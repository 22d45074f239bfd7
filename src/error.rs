use std::path::PathBuf;

use thiserror::Error;

#[derive(Error, Debug)]
pub enum RuleScanError {
    #[error("Configuration error: {0}")]
    Config(String),

    #[error("Failed to read file: {path}")]
    FileRead {
        path: PathBuf,
        #[source]
        source: std::io::Error,
    },

    #[error("Invalid glob pattern: {pattern}")]
    InvalidPattern {
        pattern: String,
        #[source]
        source: globset::Error,
    },

    #[error("IO error: {0}")]
    Io(#[from] std::io::Error),

    #[error("TOML parse error: {0}")]
    TomlParse(#[from] toml::de::Error),

    #[error("JSON serialization error: {0}")]
    JsonSerialize(#[from] serde_json::Error),

    #[error("Invalid rule file {path}: {source}")]
    JsonParse {
        path: PathBuf,
        #[source]
        source: serde_json::Error,
    },

    /// A violation was built against something that is not a usable rule.
    #[error("Invalid rule: missing `{field}` (rule: {rule:?})")]
    InvalidRule { field: &'static str, rule: String },

    #[error("{message}")]
    ScannerLoad { path: String, message: String },

    #[error("Scanner {scanner} failed: {message}")]
    ScannerExecution { scanner: String, message: String },

    #[error("Parse error in {path} at line {line}: {message}")]
    Parse {
        path: PathBuf,
        line: usize,
        message: String,
    },
}

impl RuleScanError {
    /// Build the load error reported when no candidate location exposes the scanner.
    #[must_use]
    pub fn scanner_not_found(path: &str) -> Self {
        Self::ScannerLoad {
            path: path.to_string(),
            message: format!("Scanner class not found: {path}"),
        }
    }

    /// Build an execution error for a scanner that gave up mid-run.
    pub fn execution(scanner: impl Into<String>, message: impl Into<String>) -> Self {
        Self::ScannerExecution {
            scanner: scanner.into(),
            message: message.into(),
        }
    }

    /// Short category tag used in machine-readable output.
    #[must_use]
    pub const fn error_type(&self) -> &'static str {
        match self {
            Self::Config(_) | Self::TomlParse(_) => "Config",
            Self::FileRead { .. } => "FileRead",
            Self::InvalidPattern { .. } => "Pattern",
            Self::Io(_) => "IO",
            Self::JsonSerialize(_) | Self::JsonParse { .. } => "JSON",
            Self::InvalidRule { .. } => "Rule",
            Self::ScannerLoad { .. } => "ScannerLoad",
            Self::ScannerExecution { .. } => "ScannerExecution",
            Self::Parse { .. } => "Parse",
        }
    }
}

pub type Result<T> = std::result::Result<T, RuleScanError>;

#[cfg(test)]
#[path = "error_tests.rs"]
mod tests;
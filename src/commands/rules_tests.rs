use crate::scanner::Scanner;

use super::*;

#[derive(Default)]
struct NoopScanner;

impl Scanner for NoopScanner {}

fn registry() -> ScannerRegistry {
    let mut registry = ScannerRegistry::new().with_bot("story");
    registry.register_default::<NoopScanner>("bots.story.scanners.noop_scanner", "NoopScanner");
    registry
}

#[test]
fn resolution_of_rule_without_scanner() {
    let rule = Rule::new("docs", "docs.json");
    assert_eq!(RuleResolution::of(&rule, &registry()), RuleResolution::NoScanner);
}

#[test]
fn resolution_follows_fallback_chain() {
    let rule = Rule::new("noop", "noop.json").with_scanner("NoopScanner");
    assert_eq!(
        RuleResolution::of(&rule, &registry()),
        RuleResolution::Resolved("bots.story.scanners.noop_scanner.NoopScanner".to_string())
    );
}

#[test]
fn resolution_reports_load_error() {
    let rule = Rule::new("ghost", "ghost.json").with_scanner("scanners.ghost.GhostScanner");
    let resolution = RuleResolution::of(&rule, &registry());
    assert_eq!(
        resolution.to_string(),
        "LOAD FAILED: Scanner class not found: scanners.ghost.GhostScanner"
    );
}

#[test]
fn listing_has_one_line_per_rule() {
    let catalog = RuleCatalog::from_rules(vec![
        Rule::new("noop", "b/noop.json").with_scanner("NoopScanner"),
        Rule::new("docs", "a/docs.json"),
    ]);

    let listing = format_rules_listing(&catalog, &registry());
    let lines: Vec<&str> = listing.lines().collect();
    assert_eq!(lines[0], "a/docs.json  [docs]  - -> NO SCANNER");
    assert_eq!(
        lines[1],
        "b/noop.json  [noop]  NoopScanner -> bots.story.scanners.noop_scanner.NoopScanner"
    );
    assert_eq!(lines.last(), Some(&"2 rules"));
}

#[test]
fn listing_of_empty_catalog() {
    let listing = format_rules_listing(&RuleCatalog::default(), &registry());
    assert!(listing.starts_with("No rules found"));
}
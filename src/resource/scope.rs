use std::collections::HashMap;
use std::path::{Path, PathBuf};
use std::sync::OnceLock;

use indexmap::IndexMap;

use super::{Block, BlockRef, FileId, SourceFile};

/// The bounded set of files a scan may examine.
///
/// Paths are kept in insertion order with duplicates removed. Files are
/// materialized once, on first access; paths that do not exist or are not
/// regular files are dropped at that point.
#[derive(Debug, Default)]
pub struct Scope {
    paths: Vec<PathBuf>,
    files: OnceLock<Vec<SourceFile>>,
    by_path: OnceLock<HashMap<PathBuf, FileId>>,
}

impl Scope {
    pub fn new<I, P>(paths: I) -> Self
    where
        I: IntoIterator<Item = P>,
        P: Into<PathBuf>,
    {
        let mut unique: IndexMap<PathBuf, PathBuf> = IndexMap::new();
        for path in paths {
            let path = path.into();
            let key = dunce::canonicalize(&path).unwrap_or_else(|_| path.clone());
            unique.entry(key).or_insert(path);
        }
        Self {
            paths: unique.into_values().collect(),
            files: OnceLock::new(),
            by_path: OnceLock::new(),
        }
    }

    /// A scope over in-memory sources, bypassing the filesystem.
    pub fn from_sources<I, P, C>(sources: I) -> Self
    where
        I: IntoIterator<Item = (P, C)>,
        P: Into<PathBuf>,
        C: Into<String>,
    {
        let mut paths = Vec::new();
        let mut files = Vec::new();
        for (path, content) in sources {
            let path = path.into();
            if paths.contains(&path) {
                continue;
            }
            files.push(SourceFile::from_content(
                FileId(files.len()),
                path.clone(),
                content,
            ));
            paths.push(path);
        }
        Self {
            paths,
            files: OnceLock::from(files),
            by_path: OnceLock::new(),
        }
    }

    /// The requested paths, before existence filtering.
    #[must_use]
    pub fn paths(&self) -> &[PathBuf] {
        &self.paths
    }

    /// The materialized files, computed once.
    #[must_use]
    pub fn files(&self) -> &[SourceFile] {
        self.files.get_or_init(|| {
            self.paths
                .iter()
                .filter(|path| {
                    let keep = path.is_file();
                    if !keep {
                        tracing::debug!(path = %path.display(), "excluded from scope: not a file");
                    }
                    keep
                })
                .enumerate()
                .map(|(i, path)| SourceFile::new(FileId(i), path.clone()))
                .collect()
        })
    }

    #[must_use]
    pub fn file(&self, id: FileId) -> Option<&SourceFile> {
        self.files().get(id.0)
    }

    #[must_use]
    pub fn file_by_path(&self, path: &Path) -> Option<&SourceFile> {
        let by_path = self.by_path.get_or_init(|| {
            self.files()
                .iter()
                .map(|f| (f.path().to_path_buf(), f.id()))
                .collect()
        });
        by_path.get(path).and_then(|&id| self.file(id))
    }

    /// Every block of every parsable file, file by file in pre-order.
    pub fn blocks(&self) -> impl Iterator<Item = &Block> {
        self.files().iter().flat_map(SourceFile::blocks)
    }

    #[must_use]
    pub fn block(&self, block_ref: BlockRef) -> Option<&Block> {
        self.file(block_ref.file)
            .and_then(|file| file.block(block_ref.block))
    }

    #[must_use]
    pub fn len(&self) -> usize {
        self.files().len()
    }

    #[must_use]
    pub fn is_empty(&self) -> bool {
        self.files().is_empty()
    }
}

#[cfg(test)]
#[path = "scope_tests.rs"]
mod tests;
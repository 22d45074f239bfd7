use std::sync::Arc;

use serde_json::Value;

use super::*;
use crate::rule::Rule;
use crate::status::StatusAggregator;
use crate::violation::Violation;

#[test]
fn json_carries_status_summary_and_violations() {
    let rule = Arc::new(Rule::new("short", "code/short.json"));
    let outcomes = vec![
        RuleOutcome::executed(
            &rule,
            vec![Violation::new(&rule, "too long").unwrap().at_location("a.py").at_line(3)],
        ),
        RuleOutcome::no_scanner(&Arc::new(Rule::new("docs", "docs.json"))),
    ];
    let report = StatusAggregator::default().build(&outcomes);

    let json: Value = serde_json::from_str(&JsonFormatter.format(&report).unwrap()).unwrap();

    assert_eq!(json["status"], "GOOD");
    assert_eq!(json["label"], "GOOD (minor issues)");
    assert_eq!(json["summary"]["total_violations"], 1);
    assert_eq!(json["summary"]["no_scanner"], 1);
    assert_eq!(json["rules"].as_array().unwrap().len(), 2);

    let violation = &json["rules"][0]["violations"][0];
    assert_eq!(violation["rule"], "short");
    assert_eq!(violation["rule_file"], "code/short.json");
    assert_eq!(violation["violation_message"], "too long");
    assert_eq!(violation["severity"], "error");
    assert_eq!(violation["line_number"], 3);
    assert_eq!(violation["location"], "a.py");
}

#[test]
fn json_of_empty_run_is_all_clean() {
    let report = StatusAggregator::default().build(&[]);
    let json: Value = serde_json::from_str(&JsonFormatter.format(&report).unwrap()).unwrap();

    assert_eq!(json["status"], "ALL_CLEAN");
    assert_eq!(json["label"], "ALL CLEAN");
    assert!(json["rules"].as_array().unwrap().is_empty());
}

# # # # #

▶ [ABOUT THIS TASK] Show every line from the listing above in which the string "GOOD" appears.

▶ [TASK RESPONSE]
    assert_eq!(json["status"], "GOOD");
    assert_eq!(json["label"], "GOOD (minor issues)");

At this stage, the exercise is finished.